Quantitation of multiple pathways for the metabolism of nephrotoxic cysteine conjugates using selective inhibitors of L-alpha-hydroxy acid oxidase (L-amino acid oxidase) and cysteine conjugate beta-lyase.

In this study, we have established the selectivity of inhibitors for rat kidney cysteine conjugate beta-lyase and L-alpha-hydroxy acid oxidase (L-amino acid oxidase) and have used these inhibitors to explore the relative roles of these two enzymes in the metabolism of nephrotoxic cysteine conjugates by rat kidney homogenate. In addition, we have investigated the relationship between structure and the metabolism of toxic cysteine conjugates by purified rat kidney L-alpha-hydroxy acid oxidase. With purified enzyme, S-(1,2,3,4,4-pentachlorobutadienyl)-L-cysteine (PCBDC) was about four times more active than S(1,2-dichlorovinyl)-L-cysteine (DCVC). Three alkyl conjugates were less active than DCVC. Purified L-alpha-hydroxy acid oxidase was not inhibited by the beta-lyase inhibitor aminooxyacetic acid but was inactivated by 2-hydroxy-3-butynoate. PCBDC metabolism in rat kidney homogenate was inhibited 74% by aminooxyacetic acid and 42% by 2-hydroxy-3-butynoate, whereas DCVC metabolism was inhibited 77% by aminooxyacetic acid and 28% by 2-hydroxy-3-butynoate.
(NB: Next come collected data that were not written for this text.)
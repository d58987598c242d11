//! Core infrastructure: configuration, error type and HTTP middleware.

pub mod config;
pub mod error;
pub mod middleware;
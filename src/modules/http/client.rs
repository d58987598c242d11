use reqwest::{Method, RequestBuilder, StatusCode};
use serde::{de::DeserializeOwned, Serialize};
use std::sync::Arc;

use crate::core::config::ApiConfig;
use crate::core::error::{AppError, Result};
use crate::modules::http::{MultipartForm, Session};
use crate::shared::types::ApiResponse;

/// Client for the marketplace REST API
pub struct ApiClient {
    http_client: reqwest::Client,
    base_url: String,
    session: Arc<Session>,
}

impl ApiClient {
    pub fn new(config: &ApiConfig, session: Arc<Session>) -> Result<Self> {
        let http_client = reqwest::Client::builder()
            .user_agent("HulumoyaAdmin/1.0")
            .build()
            .map_err(|e| AppError::Internal(format!("Failed to build HTTP client: {}", e)))?;

        Ok(Self {
            http_client,
            base_url: config.base_url.trim_end_matches('/').to_string(),
            session,
        })
    }

    pub fn base_url(&self) -> &str {
        &self.base_url
    }

    pub fn session(&self) -> &Arc<Session> {
        &self.session
    }

    /// GET `path` and return the envelope's data
    pub async fn get<T: DeserializeOwned>(&self, path: &str, query: &[(&str, String)]) -> Result<T> {
        let request = self.request(Method::GET, path).query(query);
        let (status, envelope) = self.execute::<T>(request).await?;
        envelope.into_data(status)
    }

    /// POST a JSON body and return the envelope's data
    pub async fn post_json<T, B>(&self, path: &str, body: &B) -> Result<T>
    where
        T: DeserializeOwned,
        B: Serialize + ?Sized,
    {
        let request = self.request(Method::POST, path).json(body);
        let (status, envelope) = self.execute::<T>(request).await?;
        envelope.into_data(status)
    }

    /// POST a multipart form and return the envelope's data
    pub async fn post_multipart<T: DeserializeOwned>(
        &self,
        path: &str,
        form: MultipartForm,
    ) -> Result<T> {
        let request = self
            .request(Method::POST, path)
            .multipart(form.into_reqwest()?);
        let (status, envelope) = self.execute::<T>(request).await?;
        envelope.into_data(status)
    }

    /// POST a multipart form to an endpoint answering with a boolean acknowledgment
    pub async fn post_multipart_ack(&self, path: &str, form: MultipartForm) -> Result<bool> {
        let request = self
            .request(Method::POST, path)
            .multipart(form.into_reqwest()?);
        let (status, envelope) = self.execute::<bool>(request).await?;
        envelope.into_ack(status)
    }

    /// PUT a multipart form and return the envelope's data
    pub async fn put_multipart<T: DeserializeOwned>(
        &self,
        path: &str,
        form: MultipartForm,
    ) -> Result<T> {
        let request = self
            .request(Method::PUT, path)
            .multipart(form.into_reqwest()?);
        let (status, envelope) = self.execute::<T>(request).await?;
        envelope.into_data(status)
    }

    /// DELETE `path`, answering with a boolean acknowledgment
    pub async fn delete_ack(&self, path: &str) -> Result<bool> {
        let request = self.request(Method::DELETE, path);
        let (status, envelope) = self.execute::<bool>(request).await?;
        envelope.into_ack(status)
    }

    fn request(&self, method: Method, path: &str) -> RequestBuilder {
        let url = format!("{}{}", self.base_url, path);
        tracing::debug!("API request: {} {}", method, url);

        let mut request = self.http_client.request(method, url);
        if let Some(token) = self.session.bearer_token() {
            request = request.bearer_auth(token);
        }
        request
    }

    /// Send the request and decode the envelope, mapping every failure mode.
    async fn execute<T: DeserializeOwned>(
        &self,
        request: RequestBuilder,
    ) -> Result<(u16, ApiResponse<T>)> {
        let response = request.send().await.map_err(|e| {
            tracing::warn!("API request failed before a response: {}", e);
            AppError::Transport(format!("Could not reach the server: {}", e))
        })?;

        let status = response.status();
        let url = response.url().clone();

        if status == StatusCode::UNAUTHORIZED {
            self.session.clear();
            return Err(AppError::Unauthorized(
                "Your session has expired, please sign in again".to_string(),
            ));
        }

        let body = response.bytes().await.map_err(|e| {
            tracing::warn!("Failed to read response body from {}: {}", url, e);
            AppError::Transport(format!("Failed to read response: {}", e))
        })?;

        if !status.is_success() {
            tracing::warn!("API returned HTTP {} for {}", status, url);
            // Error bodies usually carry the envelope; fall back to the status text.
            let rejection = serde_json::from_slice::<ApiResponse<serde_json::Value>>(&body)
                .map(|e| AppError::api(Some(status.as_u16()), e.message, e.errors))
                .unwrap_or_else(|_| {
                    AppError::api(
                        Some(status.as_u16()),
                        Some(format!(
                            "Request failed with status {}",
                            status.canonical_reason().unwrap_or(status.as_str())
                        )),
                        None,
                    )
                });
            return Err(rejection);
        }

        let envelope = serde_json::from_slice::<ApiResponse<T>>(&body).map_err(|e| {
            tracing::error!("Failed to decode response from {}: {}", url, e);
            AppError::api(
                Some(status.as_u16()),
                Some(format!("Unexpected response from server: {}", e)),
                None,
            )
        })?;

        Ok((status.as_u16(), envelope))
    }
}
However, only aminooxyacetic acid inhibited the binding of 35S label from [35S]DCVC. Based on these results we have reached three conclusions. First, L-alpha-hydroxy acid oxidase plays a significant role in the metabolism of some cysteine conjugates. Second, metabolism of DCVC by L-alpha-hydroxy acid oxidase does not contribute directly to covalent binding. Third, as much as 65% of DCVC may be metabolized to its corresponding alpha-keto acid. The results are discussed with regard to the nephrotoxicity of cysteine conjugates.